What to do |
Exactly as they appear, copy the lines from the start of the entries below to the line containing "Conceptual total supply", both ends included.
*** Block opens ***
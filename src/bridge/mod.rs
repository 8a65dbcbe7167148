//! The native-record / managed-handle bridge.

pub mod args;
pub mod ownership;
pub mod registry;
pub mod resolver;
pub mod signature;
pub(crate) mod trampoline;

pub use ownership::{Disposal, OwnershipState, UseAfterFreeViolation, plan_disposal};
pub use registry::{EntryOwner, Registry};
pub use resolver::{HandleKind, resolve_handle_shape};
pub use signature::validate_signature;
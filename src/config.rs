//! Command-line interface and node configuration.
//!
//! Every `run` flag can also be supplied through the environment, so a
//! deployment can keep its settings in an env file.

use clap::{Args, Parser, Subcommand};

use std::path::PathBuf;

/// Leading zero hex digits a block hash must carry
pub const DEFAULT_DIFFICULTY: usize = 2;

/// Coins paid by the coinbase of every non-genesis block
pub const DEFAULT_BLOCK_REWARD: u64 = 50;

/// Conceptual total supply
pub const DEFAULT_TOTAL_SUPPLY: u64 = 100_000_000;

/// Owner allocation paid by the genesis block, 10% of the total supply
pub const DEFAULT_OWNER_ALLOCATION: u64 = DEFAULT_TOTAL_SUPPLY / 10;

/// PHN ledger node.
///
/// Keeps the chain, admits signed transactions into the mempool and accepts
/// proof-of-work sealed blocks from miners over a WebSocket JSON protocol.
#[derive(Parser, Debug)]
#[command(name = "phn-node", version, propagate_version = true)]
pub struct Cli {
    #[command(subcommand)]
    pub command: Commands,
}

#[derive(Subcommand, Debug)]
pub enum Commands {
    /// Start the node.
    Run(RunArgs),
    /// Generate a wallet, optionally writing it as a wallet file.
    Keygen(KeygenArgs),
}

/// Arguments for the `run` subcommand.
#[derive(Args, Debug, Clone)]
pub struct RunArgs {
    /// Interface to listen on.
    #[arg(long, env = "NODE_HOST", default_value = "127.0.0.1")]
    pub host: String,

    /// Port serving the WebSocket protocol and the REST API.
    #[arg(long, short = 'p', env = "NODE_PORT", default_value_t = 8765)]
    pub port: u16,

    /// Wallet file of the owner receiving the genesis allocation.
    #[arg(long, env = "OWNER_WALLET", default_value = "owner.txt")]
    pub owner_wallet: PathBuf,

    /// File the chain is persisted to.
    #[arg(long, env = "BLOCKCHAIN_FILE", default_value = "blockchain.json")]
    pub chain_file: PathBuf,

    #[arg(long, env = "DIFFICULTY", default_value_t = DEFAULT_DIFFICULTY)]
    pub difficulty: usize,

    #[arg(long, env = "BLOCK_REWARD", default_value_t = DEFAULT_BLOCK_REWARD)]
    pub block_reward: u64,

    #[arg(long, env = "TOTAL_SUPPLY", default_value_t = DEFAULT_TOTAL_SUPPLY)]
    pub total_supply: u64,

    #[arg(long, env = "OWNER_ALLOCATION", default_value_t = DEFAULT_OWNER_ALLOCATION)]
    pub owner_allocation: u64,

    /// Persist an accepted block before acknowledging it. A block that
    /// cannot be written is then rejected instead of kept in memory only.
    #[arg(long, env = "STRICT_PERSISTENCE")]
    pub strict_persistence: bool,

    /// Default log filter, overridden by `RUST_LOG`.
    #[arg(long, env = "LOG_LEVEL", default_value = "info")]
    pub log_level: String,
}

impl RunArgs {
    pub fn consensus(&self) -> ConsensusParams {
        ConsensusParams {
            difficulty: self.difficulty,
            block_reward: self.block_reward,
            owner_allocation: self.owner_allocation,
            total_supply: self.total_supply,
        }
    }

    pub fn persistence(&self) -> PersistenceMode {
        if self.strict_persistence {
            PersistenceMode::FlushBeforeAck
        } else {
            PersistenceMode::BestEffort
        }
    }
}

/// Arguments for the `keygen` subcommand.
#[derive(Args, Debug)]
pub struct KeygenArgs {
    /// Write the wallet to this file (private key line, address line).
    #[arg(long, short = 'o')]
    pub out: Option<PathBuf>,
}

/// Rules every block is checked against
#[derive(Debug, Clone, PartialEq)]
pub struct ConsensusParams {
    pub difficulty: usize,
    pub block_reward: u64,
    pub owner_allocation: u64,
    pub total_supply: u64,
}

impl ConsensusParams {
    /// Coinbase amount a block at `index` must pay
    pub fn expected_coinbase(&self, index: u64) -> f64 {
        if index == 0 {
            self.owner_allocation as f64
        } else {
            self.block_reward as f64
        }
    }

    /// Supply left for block rewards after the owner allocation
    pub fn minable_supply(&self) -> u64 {
        self.total_supply.saturating_sub(self.owner_allocation)
    }
}

impl Default for ConsensusParams {
    fn default() -> Self {
        ConsensusParams {
            difficulty: DEFAULT_DIFFICULTY,
            block_reward: DEFAULT_BLOCK_REWARD,
            owner_allocation: DEFAULT_OWNER_ALLOCATION,
            total_supply: DEFAULT_TOTAL_SUPPLY,
        }
    }
}

/// When an accepted block is written relative to its acknowledgement
#[derive(Debug, Clone, Copy, PartialEq, Eq, Default)]
pub enum PersistenceMode {
    /// Append in memory, then save. A failed save is logged and retried on
    /// the next mutation; the block stays accepted.
    #[default]
    BestEffort,
    /// Save the extended chain first and reject the block if that fails.
    FlushBeforeAck,
}

#[cfg(test)]
mod tests {
    use super::*;
    use clap::CommandFactory;

    #[test]
    fn verify_cli_structure() {
        Cli::command().debug_assert();
    }

    #[test]
    fn test_run_defaults() {
        let cli = Cli::try_parse_from(["phn-node", "run"]).unwrap();
        let Commands::Run(args) = cli.command else {
            panic!("expected run");
        };

        assert_eq!(args.consensus(), ConsensusParams::default());
        assert_eq!(args.persistence(), PersistenceMode::BestEffort);
        assert_eq!(args.chain_file, PathBuf::from("blockchain.json"));
    }

    #[test]
    fn test_consensus_params() {
        let params = ConsensusParams::default();
        assert_eq!(params.owner_allocation, 10_000_000);
        assert_eq!(params.minable_supply(), 90_000_000);
        assert_eq!(params.expected_coinbase(0), 10_000_000.0);
        assert_eq!(params.expected_coinbase(7), 50.0);
    }
}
*** Block closes ***
Task answer |
filename src/bridge/mod.rs
repository 8a65dbcbe7167148
//! The native-record / managed-handle bridge.

pub mod args;
pub mod ownership;
pub mod registry;
pub mod resolver;
pub mod signature;
pub(crate) mod trampoline;

pub use ownership::{Disposal, OwnershipState, UseAfterFreeViolation, plan_disposal};
pub use registry::{EntryOwner, Registry};
pub use resolver::{HandleKind, resolve_handle_shape};
pub use signature::validate_signature;
filename src/config.rs
//! Command-line interface and node configuration.
//!
//! Every `run` flag can also be supplied through the environment, so a
//! deployment can keep its settings in an env file.

use clap::{Args, Parser, Subcommand};

use std::path::PathBuf;

/// Leading zero hex digits a block hash must carry
pub const DEFAULT_DIFFICULTY: usize = 2;

/// Coins paid by the coinbase of every non-genesis block
pub const DEFAULT_BLOCK_REWARD: u64 = 50;

/// Conceptual total supply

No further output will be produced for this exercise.